Despite this institutional engagement, demand for ETH itself has not kept pace. US‑listed spot Ether ETFs have recorded seven consecutive weeks of outflows totaling nearly $1 billion, indicating weak investor appetite for direct exposure to the token.

In response to the changing landscape, the foundation completed an internal reorganization that moves it away from general ecosystem promotion toward a highly specialized cluster model. The remaining staff are divided into five functional divisions covering protocol, access, user, community and institutional layers. The new Protocol cluster will focus on scaling, user‑experience enhancements and hardening layer‑1 cryptographic guarantees.

Bastian Aue, the foundation’s interim co‑executive director, said the shift will "force its staff to operate entirely within the practical parameters and technical limitations of the ecosystem." He added that the foundation will move its internal compensation and financial agreements directly into ETH and native stablecoins, and that it will reject requests to adjust protocol parameters for short‑term speculative interests.

One of the foundation’s main technical priorities is reducing the risks created by maximal extractable value (MEV). Aue noted that MEV can give a small number of operators disproportionate influence over the network. Proposed responses include stronger transaction‑inclusion guarantees, lower barriers to block building and validation, and greater transparency around routing assumptions. The foundation is also studying encrypted mempools to make front‑running more difficult.

Privacy will become a parallel priority. The foundation wants users to have access to strong privacy protections before information is selectively disclosed for identity, auditing or compliance purposes. This approach may conflict with institutional and regulatory preferences for greater visibility.
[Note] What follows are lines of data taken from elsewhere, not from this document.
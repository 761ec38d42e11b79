//! Sink selection from configuration.

use std::fmt;
use std::str::FromStr;
use std::sync::Arc;

use thiserror::Error;
use tracing::{info, instrument};

use super::error::WarehouseError;
use super::file::FileSink;
use super::loader::BatchLoader;
use super::warehouse::SqlWarehouse;
use super::Sink;
use crate::config::{IngestConfig, WarehouseConfig};
use crate::credentials::{CredentialError, CredentialResolver, SecretStore, WarehouseCredentials};

/// Which sink receives the batch.
#[derive(Debug, Clone, Copy, PartialEq, Eq)]
pub enum SinkKind {
    /// NDJSON file under the artifacts directory.
    File,
    /// Chunked load into the raw warehouse table.
    Warehouse,
}

impl SinkKind {
    /// Returns the canonical name.
    #[must_use]
    pub fn as_str(self) -> &'static str {
        match self {
            Self::File => "file",
            Self::Warehouse => "warehouse",
        }
    }
}

impl fmt::Display for SinkKind {
    fn fmt(&self, f: &mut fmt::Formatter<'_>) -> fmt::Result {
        f.write_str(self.as_str())
    }
}

/// Unrecognized sink name.
#[derive(Debug, Clone, Error)]
#[error("unknown sink `{0}`")]
pub struct UnknownSinkKind(pub String);

impl FromStr for SinkKind {
    type Err = UnknownSinkKind;

    fn from_str(s: &str) -> Result<Self, Self::Err> {
        match s.trim().to_ascii_lowercase().as_str() {
            "file" => Ok(Self::File),
            "warehouse" | "snowflake" => Ok(Self::Warehouse),
            _ => Err(UnknownSinkKind(s.to_string())),
        }
    }
}

/// Errors building the configured sink.
#[derive(Debug, Error)]
pub enum SinkSetupError {
    /// No credential strategy succeeded.
    #[error("warehouse credentials unavailable: {0}")]
    Credential(#[from] CredentialError),

    /// The warehouse location is unusable.
    #[error("warehouse setup failed: {0}")]
    Warehouse(#[from] WarehouseError),
}

/// Prepares the warehouse pool described by `config` without connecting.
///
/// `credentials` are attached when given; read-only callers such as `ping`
/// pass `None`.
///
/// # Errors
///
/// Returns [`WarehouseError`] if the connection URL is malformed.
pub fn warehouse_from_config(
    config: &WarehouseConfig,
    credentials: Option<WarehouseCredentials>,
) -> Result<SqlWarehouse, WarehouseError> {
    let label = format!("{} ({})", config.qualified_schema(), config.warehouse);
    let warehouse = SqlWarehouse::open_lazy(&config.connection_url(), label)?;
    Ok(match credentials {
        Some(credentials) => warehouse.with_credentials(credentials),
        None => warehouse,
    })
}

/// Builds the sink named by `config.sink.kind`.
///
/// For the warehouse sink, credentials are resolved first so a missing login
/// fails before any registry request is made.
///
/// # Errors
///
/// Returns [`SinkSetupError`] when credentials or the warehouse location are
/// unusable.
#[instrument(skip_all, fields(sink = %config.sink.kind))]
pub async fn select_sink(
    config: &IngestConfig,
    secret_store: Option<Arc<dyn SecretStore>>,
) -> Result<Box<dyn Sink>, SinkSetupError> {
    match config.sink.kind {
        SinkKind::File => {
            let sink = FileSink::new(&config.sink.artifacts_dir);
            info!(path = %sink.path().display(), "using file sink");
            Ok(Box::new(sink))
        }
        SinkKind::Warehouse => {
            let resolver = CredentialResolver::standard(
                config.credential_env.clone(),
                config.warehouse.secret_id.as_deref(),
                secret_store,
            );
            let credentials = resolver.resolve().await?;
            let identity = credentials.identity();
            let warehouse = warehouse_from_config(&config.warehouse, Some(credentials))?;
            info!(
                %identity,
                warehouse = %config.warehouse.warehouse,
                schema = %config.warehouse.qualified_schema(),
                role = config.warehouse.role.as_deref().unwrap_or("default"),
                "using warehouse sink"
            );
            Ok(Box::new(BatchLoader::new(
                Arc::new(warehouse),
                config.sink.insert_chunk,
            )))
        }
    }
}

#[cfg(test)]
#[allow(clippy::unwrap_used)]
mod tests {
    use super::*;
    use crate::credentials::EnvCredentials;
    use crate::load::RAW_TABLE;

    fn full_credentials() -> EnvCredentials {
        EnvCredentials {
            account: Some("acct".to_string()),
            user: Some("loader".to_string()),
            password: Some("secret".to_string()),
        }
    }

    #[test]
    fn test_sink_kind_parsing() {
        assert_eq!("file".parse::<SinkKind>().unwrap(), SinkKind::File);
        assert_eq!(" Warehouse ".parse::<SinkKind>().unwrap(), SinkKind::Warehouse);
        assert_eq!("SNOWFLAKE".parse::<SinkKind>().unwrap(), SinkKind::Warehouse);
        assert!("s3".parse::<SinkKind>().is_err());
        assert_eq!(SinkKind::File.to_string(), "file");
    }

    #[tokio::test]
    async fn test_file_sink_selected() {
        let dir = tempfile::tempdir().unwrap();
        let mut config = IngestConfig::default();
        config.sink.kind = SinkKind::File;
        config.sink.artifacts_dir = dir.path().to_path_buf();

        let sink = select_sink(&config, None).await.unwrap();
        assert!(sink.describe().ends_with("raw_ctgov_studies.ndjson"));
    }

    #[tokio::test]
    async fn test_warehouse_sink_requires_credentials() {
        let config = IngestConfig::default();
        let err = select_sink(&config, None).await.err().unwrap();
        assert!(matches!(err, SinkSetupError::Credential(CredentialError::Missing { .. })));
    }

    #[tokio::test]
    async fn test_warehouse_sink_selected_with_credentials() {
        let dir = tempfile::tempdir().unwrap();
        let mut config = IngestConfig::default();
        config.credential_env = full_credentials();
        config.warehouse.url = Some(format!("sqlite://{}", dir.path().join("wh.db").display()));

        let sink = select_sink(&config, None).await.unwrap();
        assert!(sink.describe().contains(RAW_TABLE));
        assert!(sink.describe().contains("CLINICAL_TRIALS_DEV.RAW"));
    }

    #[test]
    fn test_malformed_warehouse_url_rejected() {
        let mut config = IngestConfig::default().warehouse;
        config.url = Some("sqlite://wh.db?bogus=1".to_string());
        assert!(warehouse_from_config(&config, None).is_err());
    }

    #[tokio::test]
    async fn test_resolved_credentials_reach_warehouse() {
        let dir = tempfile::tempdir().unwrap();
        let mut config = IngestConfig::default().warehouse;
        config.url = Some(format!("sqlite://{}", dir.path().join("wh.db").display()));

        let creds = WarehouseCredentials::new("acct", "loader", "secret");
        let warehouse = warehouse_from_config(&config, Some(creds.clone())).unwrap();
        assert_eq!(warehouse.credentials(), Some(&creds));

        let anonymous = warehouse_from_config(&config, None).unwrap();
        assert!(anonymous.credentials().is_none());
    }
}
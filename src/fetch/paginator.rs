//! Cursor-driven pagination over a [`PageSource`].
//!
//! The loop runs until one of the stop conditions in [`StopReason`] fires.
//! Checks are applied after each page is merged, in this order: record
//! limit, page limit, missing continuation token, repeated token. Fetch
//! failures stop the loop with whatever was gathered so far.

use std::collections::HashSet;
use std::fmt;

use tracing::{info, instrument, warn};

use super::client::PageSource;
use super::record::Record;

/// Default page cap (0 = unlimited).
pub const DEFAULT_MAX_PAGES: u32 = 5;

/// Run-wide caps on pagination. Zero means unlimited.
#[derive(Debug, Clone, Copy, PartialEq, Eq)]
pub struct PaginationLimits {
    /// Maximum pages to fetch.
    pub max_pages: u32,
    /// Maximum records to keep; the accumulator is truncated to this count.
    pub max_records: usize,
}

impl Default for PaginationLimits {
    fn default() -> Self {
        Self {
            max_pages: DEFAULT_MAX_PAGES,
            max_records: 0,
        }
    }
}

impl PaginationLimits {
    /// No page or record cap.
    #[must_use]
    pub fn unlimited() -> Self {
        Self {
            max_pages: 0,
            max_records: 0,
        }
    }
}

/// Why the pagination loop stopped.
#[derive(Debug, Clone, Copy, PartialEq, Eq)]
pub enum StopReason {
    /// The fetcher gave up after exhausting retries.
    FetchFailed,
    /// The record cap was reached.
    MaxRecords,
    /// The page cap was reached.
    MaxPages,
    /// The last page carried no continuation token.
    EndOfData,
    /// The registry returned a token already used this run.
    RepeatedToken,
}

impl StopReason {
    /// Returns the stable label used in logs.
    #[must_use]
    pub fn as_str(self) -> &'static str {
        match self {
            Self::FetchFailed => "fetch_failed",
            Self::MaxRecords => "max_records",
            Self::MaxPages => "max_pages",
            Self::EndOfData => "end_of_data",
            Self::RepeatedToken => "repeated_token",
        }
    }
}

impl fmt::Display for StopReason {
    fn fmt(&self, f: &mut fmt::Formatter<'_>) -> fmt::Result {
        f.write_str(self.as_str())
    }
}

/// Result of one pagination run.
#[derive(Debug, Clone, PartialEq)]
pub struct FetchOutcome {
    /// Records in fetch order.
    pub records: Vec<Record>,
    /// Pages successfully fetched.
    pub pages: u32,
    /// Condition that ended the loop.
    pub stop_reason: StopReason,
    /// Continuation tokens followed during the run.
    pub tokens_followed: usize,
}

/// Drives the fetch loop across pages.
#[derive(Debug, Clone, Default)]
pub struct Paginator {
    limits: PaginationLimits,
}

impl Paginator {
    /// Creates a paginator with the given caps.
    #[must_use]
    pub fn new(limits: PaginationLimits) -> Self {
        Self { limits }
    }

    /// Returns the configured caps.
    #[must_use]
    pub fn limits(&self) -> PaginationLimits {
        self.limits
    }

    /// Fetches pages until a stop condition fires.
    ///
    /// Never fails: a fetch failure ends the run with partial results.
    #[instrument(skip(self, source), fields(max_pages = self.limits.max_pages, max_records = self.limits.max_records))]
    pub async fn fetch_all(&self, source: &dyn PageSource) -> FetchOutcome {
        let mut records: Vec<Record> = Vec::new();
        let mut seen_tokens: HashSet<String> = HashSet::new();
        let mut page_token: Option<String> = None;
        let mut expected_pages: Option<u64> = None;
        let mut pages: u32 = 0;

        let stop_reason = loop {
            let page = match source.fetch_page(page_token.as_deref()).await {
                Ok(page) => page,
                Err(err) => {
                    warn!(pages, collected = records.len(), error = %err, "stopping after fetch failure");
                    break StopReason::FetchFailed;
                }
            };

            if expected_pages.is_none()
                && let Some(total) = page.total_count
            {
                let estimate = total.div_ceil(u64::from(source.page_size().max(1))).max(1);
                expected_pages = Some(estimate);
                info!(total_count = total, expected_pages = estimate, "registry reported total");
            }

            let page_rows = page.studies.len();
            records.extend(page.studies);
            pages += 1;
            info!(
                page = pages,
                rows = page_rows,
                total = records.len(),
                has_next = page.next_page_token.is_some(),
                "fetched page"
            );

            if self.limits.max_records > 0 && records.len() >= self.limits.max_records {
                records.truncate(self.limits.max_records);
                info!(max_records = self.limits.max_records, "reached record limit");
                break StopReason::MaxRecords;
            }
            if self.limits.max_pages > 0 && pages >= self.limits.max_pages {
                info!(max_pages = self.limits.max_pages, "reached page limit");
                break StopReason::MaxPages;
            }

            let Some(next) = page.next_page_token.filter(|token| !token.is_empty()) else {
                break StopReason::EndOfData;
            };
            if !seen_tokens.insert(next.clone()) {
                warn!(token = %next, "continuation token repeated; stopping");
                break StopReason::RepeatedToken;
            }
            page_token = Some(next);
        };

        info!(collected = records.len(), pages, stop = %stop_reason, "pagination finished");
        FetchOutcome {
            records,
            pages,
            stop_reason,
            tokens_followed: seen_tokens.len(),
        }
    }
}
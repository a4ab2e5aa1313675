use std::io::{BufRead, Write};
use std::path::PathBuf;

use anyhow::Result;
use log::{info, warn};

use crate::data::model::{SaveMetadata, SpikeDataset};
use crate::figure::persist::save_figure;
use crate::figure::render::{render_spike, PlotStyle};
use crate::inventory::scan_saved;

// ---------------------------------------------------------------------------
// Operator input
// ---------------------------------------------------------------------------

const PROMPT: &str = "{Enter} to continue, {s} to save plot, {x} to exit";

/// What the operator asked for at a prompt.
#[derive(Debug, Clone, Copy, PartialEq)]
enum Decision {
    Continue,
    Save,
    Exit,
}

/// Anything other than `s` or `x` (including an empty line) means continue.
fn parse_decision(line: &str) -> Decision {
    match line.trim() {
        "s" => Decision::Save,
        "x" => Decision::Exit,
        _ => Decision::Continue,
    }
}

// ---------------------------------------------------------------------------
// Session options and report
// ---------------------------------------------------------------------------

/// Everything the loop needs besides the dataset.
#[derive(Debug, Clone)]
pub struct SessionOptions {
    /// Directory saved figures go to.
    pub save_dir: PathBuf,
    /// Figure file extension, leading dot included.
    pub save_ext: String,
    /// Persist every figure without prompting.
    pub autosave: bool,
    /// Write each rendered figure to the preview file for an external viewer.
    pub show: bool,
    pub style: PlotStyle,
}

/// Outcome of one run.
#[derive(Debug, Default, PartialEq)]
pub struct SessionReport {
    /// Rows saved by an explicit operator decision, in save order.
    /// Autosaved figures are not listed here.
    pub saved: Vec<usize>,
    /// Whether the operator exited before the range was exhausted.
    pub exited_early: bool,
}

// ---------------------------------------------------------------------------
// The loop
// ---------------------------------------------------------------------------

/// Visit each row in `rows`: render it, show it, and either persist it
/// (autosave) or ask the operator what to do. A row that fails to render is
/// reported and skipped; a figure that fails to write ends the run.
pub fn run_session(
    dataset: &SpikeDataset,
    rows: impl IntoIterator<Item = usize>,
    opts: &SessionOptions,
    input: &mut impl BufRead,
    out: &mut impl Write,
) -> Result<SessionReport> {
    let mut report = SessionReport::default();

    for row in rows {
        let Some(spike) = dataset.spikes.get(row) else {
            warn!("row {row} is out of range, skipping");
            continue;
        };

        let figure = match render_spike(&spike.timestamps, &spike.waveform, &opts.style) {
            Ok(figure) => figure,
            Err(e) => {
                writeln!(out, "The following error occurred: {e}")?;
                continue;
            }
        };

        if opts.show {
            let preview = figure.show()?;
            info!("preview written to {}", preview.display());
        }
        writeln!(out, "Spike number {row}")?;

        if opts.autosave {
            save_figure(
                &opts.save_dir,
                &figure,
                &SaveMetadata::for_row(row, spike),
                &opts.save_ext,
            )?;
            continue;
        }

        writeln!(out, "{PROMPT}")?;
        out.flush()?;
        let mut line = String::new();
        if input.read_line(&mut line)? == 0 {
            // EOF on stdin: treat like exit so piped input cannot spin.
            report.exited_early = true;
            break;
        }

        match parse_decision(&line) {
            Decision::Save => {
                save_figure(
                    &opts.save_dir,
                    &figure,
                    &SaveMetadata::for_row(row, spike),
                    &opts.save_ext,
                )?;
                report.saved.push(row);
            }
            Decision::Exit => {
                report.exited_early = true;
                break;
            }
            Decision::Continue => {}
        }
    }

    Ok(report)
}

// ---------------------------------------------------------------------------
// End-of-run summary
// ---------------------------------------------------------------------------

/// Re-scan the save directory and print what is on disk and what this
/// session saved.
pub fn print_summary(
    out: &mut impl Write,
    opts: &SessionOptions,
    dataset_len: usize,
    report: &SessionReport,
) -> Result<()> {
    match scan_saved(&opts.save_dir, &opts.save_ext, dataset_len) {
        Some(saved) => {
            writeln!(
                out,
                "\nThe following spikes are currently in {} (total of {}):",
                opts.save_dir.display(),
                saved.existing.len()
            )?;
            writeln!(out, "{:?}", saved.existing)?;
        }
        None => {
            writeln!(
                out,
                "\nNo saved figures found in {}.",
                opts.save_dir.display()
            )?;
        }
    }

    writeln!(
        out,
        "\nThe following spikes were saved this session (total of {}):",
        report.saved.len()
    )?;
    writeln!(out, "{:?}", report.saved)?;
    Ok(())
}

// ---------------------------------------------------------------------------
// Tests
// ---------------------------------------------------------------------------

#[cfg(test)]
mod tests {
    use super::*;
    use crate::data::model::SpikeRecord;
    use std::io::Cursor;

    fn record(channel: i64, waveform: Vec<f64>, timestamps: Vec<f64>) -> SpikeRecord {
        SpikeRecord {
            index: 0,
            channel,
            amplitude: -40.0,
            spike_idx: 1,
            waveform,
            timestamps,
        }
    }

    /// Three rows; the third has mismatched vector lengths.
    fn dataset() -> SpikeDataset {
        SpikeDataset::from_records(vec![
            record(1, vec![-1.0, 2.0, 0.5], vec![0.0, 0.001, 0.002]),
            record(1, vec![-0.8, 1.5, 0.2], vec![0.0, 0.001, 0.002]),
            record(2, vec![-1.0, 2.0], vec![0.0]),
        ])
    }

    fn options(dir: &std::path::Path) -> SessionOptions {
        SessionOptions {
            save_dir: dir.to_path_buf(),
            save_ext: ".svg".to_string(),
            autosave: false,
            show: false,
            style: PlotStyle::default(),
        }
    }

    #[test]
    fn exit_stops_before_later_rows_are_rendered() {
        let dir = tempfile::tempdir().unwrap();
        let mut input = Cursor::new(b"\nx\n".to_vec());
        let mut out = Vec::new();

        let report = run_session(&dataset(), 0..3, &options(dir.path()), &mut input, &mut out)
            .unwrap();

        assert_eq!(report.saved, Vec::<usize>::new());
        assert!(report.exited_early);
        let printed = String::from_utf8(out).unwrap();
        assert!(printed.contains("Spike number 1"));
        assert!(!printed.contains("Spike number 2"));
        assert!(!printed.contains("error occurred"));
    }

    #[test]
    fn render_failure_is_logged_and_skipped() {
        let dir = tempfile::tempdir().unwrap();
        let mut input = Cursor::new(b"\n\n\n".to_vec());
        let mut out = Vec::new();

        let report = run_session(&dataset(), 0..3, &options(dir.path()), &mut input, &mut out)
            .unwrap();

        assert_eq!(report.saved, Vec::<usize>::new());
        assert!(!report.exited_early);
        let printed = String::from_utf8(out).unwrap();
        assert!(printed.contains("The following error occurred"));
    }

    #[test]
    fn save_writes_the_figure_and_records_the_row() {
        let dir = tempfile::tempdir().unwrap();
        let mut input = Cursor::new(b"s\nx\n".to_vec());
        let mut out = Vec::new();

        let report = run_session(&dataset(), 0..3, &options(dir.path()), &mut input, &mut out)
            .unwrap();

        assert_eq!(report.saved, vec![0]);
        assert!(dir.path().join("No0_Ch1_SpkNo1_Amp-40.svg").exists());
    }

    #[test]
    fn unrecognised_input_means_continue() {
        let dir = tempfile::tempdir().unwrap();
        let mut input = Cursor::new(b"q\nx\n".to_vec());
        let mut out = Vec::new();

        let report = run_session(&dataset(), 0..3, &options(dir.path()), &mut input, &mut out)
            .unwrap();

        assert_eq!(report.saved, Vec::<usize>::new());
        assert!(std::fs::read_dir(dir.path()).unwrap().next().is_none());
    }

    #[test]
    fn autosave_persists_everything_without_prompting() {
        let dir = tempfile::tempdir().unwrap();
        let opts = SessionOptions {
            autosave: true,
            ..options(dir.path())
        };
        let mut input = Cursor::new(Vec::new());
        let mut out = Vec::new();

        let report = run_session(&dataset(), 0..3, &opts, &mut input, &mut out).unwrap();

        // Rows 0 and 1 are written; row 2 fails to render. The session list
        // only tracks explicit operator saves.
        assert_eq!(report.saved, Vec::<usize>::new());
        assert_eq!(std::fs::read_dir(dir.path()).unwrap().count(), 2);
    }

    #[test]
    fn eof_on_input_behaves_like_exit() {
        let dir = tempfile::tempdir().unwrap();
        let mut input = Cursor::new(Vec::new());
        let mut out = Vec::new();

        let report = run_session(&dataset(), 0..3, &options(dir.path()), &mut input, &mut out)
            .unwrap();
        assert!(report.exited_early);
    }

    #[test]
    fn summary_reports_disk_inventory_and_session_list() {
        let dir = tempfile::tempdir().unwrap();
        let opts = options(dir.path());
        let mut input = Cursor::new(b"s\nx\n".to_vec());
        let mut out = Vec::new();

        let report = run_session(&dataset(), 0..3, &opts, &mut input, &mut out).unwrap();
        print_summary(&mut out, &opts, 3, &report).unwrap();

        let printed = String::from_utf8(out).unwrap();
        assert!(printed.contains("(total of 1):\n[0]"));
        assert!(printed.contains("saved this session (total of 1):\n[0]"));
    }

    #[test]
    fn summary_with_empty_directory_reports_the_sentinel() {
        let dir = tempfile::tempdir().unwrap();
        let opts = options(dir.path());
        let mut out = Vec::new();

        print_summary(&mut out, &opts, 3, &SessionReport::default()).unwrap();

        let printed = String::from_utf8(out).unwrap();
        assert!(printed.contains("No saved figures found"));
    }
}
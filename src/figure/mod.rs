/// Figure layer: rendering one spike to an SVG document and writing saved
/// figures under their metadata-encoded names.

pub mod persist;
pub mod render;
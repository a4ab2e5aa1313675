use std::path::{Path, PathBuf};

use anyhow::{Context, Result};

use super::render::SpikeFigure;
use crate::data::model::SaveMetadata;

// ---------------------------------------------------------------------------
// Filename grammar
// ---------------------------------------------------------------------------

/// Build the output filename for a saved figure:
/// `No<row>_Ch<channel>_SpkNo<spike_idx>_Amp<amplitude><ext>`, with the
/// amplitude rounded to the nearest integer and `ext` carrying its leading
/// dot. The leading `No<row>` token is what the inventory scan parses back.
pub fn figure_filename(meta: &SaveMetadata, ext: &str) -> String {
    format!(
        "No{}_Ch{}_SpkNo{}_Amp{}{}",
        meta.row,
        meta.channel,
        meta.spike_idx,
        meta.amplitude.round() as i64,
        ext
    )
}

// ---------------------------------------------------------------------------
// Writing
// ---------------------------------------------------------------------------

/// Write `figure` into `dir` under its metadata-derived name and return the
/// full path. An existing file of the same name is overwritten; IO failures
/// propagate, since a half-saved session is worse than a stopped one.
pub fn save_figure(
    dir: &Path,
    figure: &SpikeFigure,
    meta: &SaveMetadata,
    ext: &str,
) -> Result<PathBuf> {
    let path = dir.join(figure_filename(meta, ext));
    std::fs::write(&path, &figure.svg)
        .with_context(|| format!("writing {}", path.display()))?;
    Ok(path)
}

// ---------------------------------------------------------------------------
// Tests
// ---------------------------------------------------------------------------
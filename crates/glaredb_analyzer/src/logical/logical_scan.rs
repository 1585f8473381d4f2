use super::operator::{LogicalNode, Node};
use super::schema::ColumnSchema;
use crate::catalog::TableColumn;
use crate::explain::explainable::{ExplainConfig, ExplainEntry, Explainable};

/// Scan of a table found in the catalog.
#[derive(Debug, Clone, PartialEq)]
pub struct LogicalScan {
    pub table: String,
    pub columns: Vec<TableColumn>,
}

impl Explainable for LogicalScan {
    fn explain_entry(&self, conf: ExplainConfig) -> ExplainEntry {
        let ent = ExplainEntry::new("Scan").with_value("table", &self.table);
        if conf.verbose {
            ent.with_values("columns", self.columns.iter().map(|c| &c.name))
        } else {
            ent
        }
    }
}

impl LogicalNode for Node<LogicalScan> {
    fn name(&self) -> &'static str {
        "Scan"
    }

    fn output_schema(&self) -> Vec<ColumnSchema> {
        self.node
            .columns
            .iter()
            .map(|c| ColumnSchema::new(&c.name, &self.node.table, c.datatype))
            .collect()
    }
}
The layoffs also signal a tighter approach to the foundation’s finances. Buterin said the organization is reducing its budget by roughly 40 % this year as it begins a multiyear shift toward a smaller, endowment‑style organization. The treasury policy adopted last year seeks to move the foundation away from spending about 15 % of its remaining assets annually toward a rate of roughly 5 % a year after 2030.

The foundation’s long‑term strategy is to execute the third major iteration of Ethereum, known as the Strawmap, which aims to reshape consensus, transaction proofs, privacy, user accounts and state management. To do so on a constrained budget, the foundation is scaling back several legacy initiatives, including the multi‑client model and the independent Privacy and Scaling Explorations unit. The flagship developer conference, Devcon, will be scaled down, and institutional outreach will narrow its focus to highly specific, replicable deployment test cases.

In summary, the Ethereum Foundation is trimming its workforce and budget while refocusing on core protocol hardening, MEV mitigation and privacy. The network continues to attract record usage and institutional tokenized asset activity, but fee revenue, TVL and ETH price remain weak. The foundation’s new structure and financial strategy aim to preserve long‑term development capacity while reducing exposure to short‑term market cycles.